Asiatische Lernkultur – die europäische Herausforderung
Kirby forscht über China jenseits der meist ideologisch gefärbten Chinoiserien und kommt zu wichtigen, wenn auch oft unbequemen Ergebnissen. Aber er setzt auch seine in Asien gewonnenen Erkenntnisse und Erfahrungen um. Nur wer sich mit den Traditionen einer Lernkultur auseinandersetzt, auf die China sich heute in seiner Aufholjagd genauso stützen kann wie andere traditionell vom Konfuzianismus geprägte Gesellschaften in Asien, kann verstehen, welche Rolle China in der internationalen Welt der Universitäten zu spielen im Stande ist. Im 19. Jahrhundert war der Westen eine Herausforderung für China, heute ist es umgekehrt: China ist die Herausforderung für den Westen. Und die Tatsache, dass China über ein schier unerschöpfliches Heer an jungen Menschen verfügt, die mittels Bildung ihren Erfolg suchen, ist eine Herausforderung mit weitreichenden Auswirkungen.
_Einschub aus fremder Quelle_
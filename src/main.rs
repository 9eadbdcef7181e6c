use std::{fs::File, io};

use anyhow::Context as _;
use clap::Parser as _;
use negfin::{error::OutputError, ItemsetSink, ItemsetWriter, TransactionFile};
use tracing_subscriber::{filter as tracing_filter, layer::SubscriberExt as _};

mod cli;

// Configure logger
fn set_tracing_subscriber(log_level: tracing::Level) -> anyhow::Result<()> {
    let targets_filter = tracing_filter::Targets::new().with_targets([("negfin", log_level)]);
    let stderr_layer = tracing_subscriber::fmt::layer()
        .compact()
        .with_line_number(true)
        .with_writer(io::stderr);
    let tracing_subscriber = tracing_subscriber::registry()
        .with(targets_filter)
        .with(stderr_layer);
    tracing::subscriber::set_global_default(tracing_subscriber)
        .context("setting default subscriber failed")
}

fn mine_into<K: ItemsetSink>(config: &cli::Config, sink: K) -> anyhow::Result<()> {
    let source = TransactionFile::new(&config.input);
    let stats = negfin::run(&source, config.min_support, config.options, sink)?;
    tracing::info!(
        "{} transactions, minimum support {}, {} frequent itemsets in {} ms",
        stats.num_transactions,
        stats.min_support,
        stats.itemsets,
        stats.elapsed.as_millis()
    );
    Ok(())
}

fn main() -> anyhow::Result<()> {
    let cli = cli::Cli::parse();
    let config = cli.get_config()?;
    set_tracing_subscriber(config.log_level)?;
    match &config.output {
        Some(path) => {
            let file = File::create(path)
                .map_err(OutputError::Io)
                .with_context(|| format!("failed to create `{}`", path.display()))?;
            mine_into(&config, ItemsetWriter::new(file))
        }
        None => mine_into(&config, ItemsetWriter::new(io::stdout().lock())),
    }
}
Wenn William Kirby in seiner Funktion als Dean an der Harvard University die Internationalisierung seiner Universität und des Studiums an dieser von vielen bewunderten Stätte des Lernens forderte, wenn er seine Kollegen zu überzeugen suchte, mehr Zeit für die undergraduates aufzubringen und sich nicht ausschließlich auf die forschungsorientierten StudentInnen zu konzentrieren, dann tat er dies aus dem Wissen heraus, dass man sich einem globalisierten Bildungsmarkt anzupassen hat, der junge Menschen hervorbringt, welche sich der „chinesischen Herausforderung“ erfolgreich stellen.

Kurzbiografie
William C. Kirby gehört zu den profiliertesten China-Historikern seiner Generation. Als Dean der Faculty of Arts and Sciences der Harvard University (bis 2006) ist er mit dem amerikanischen Hochschulwesen bestens vertraut. Das europäische Hochschulsystem kennt Kirby, seitdem er in den 1970er Jahren an verschiedenen deutschen Universitäten studiert hat. 2006 erhielt er die Ehrendoktorwürde der Freien Universität Berlin.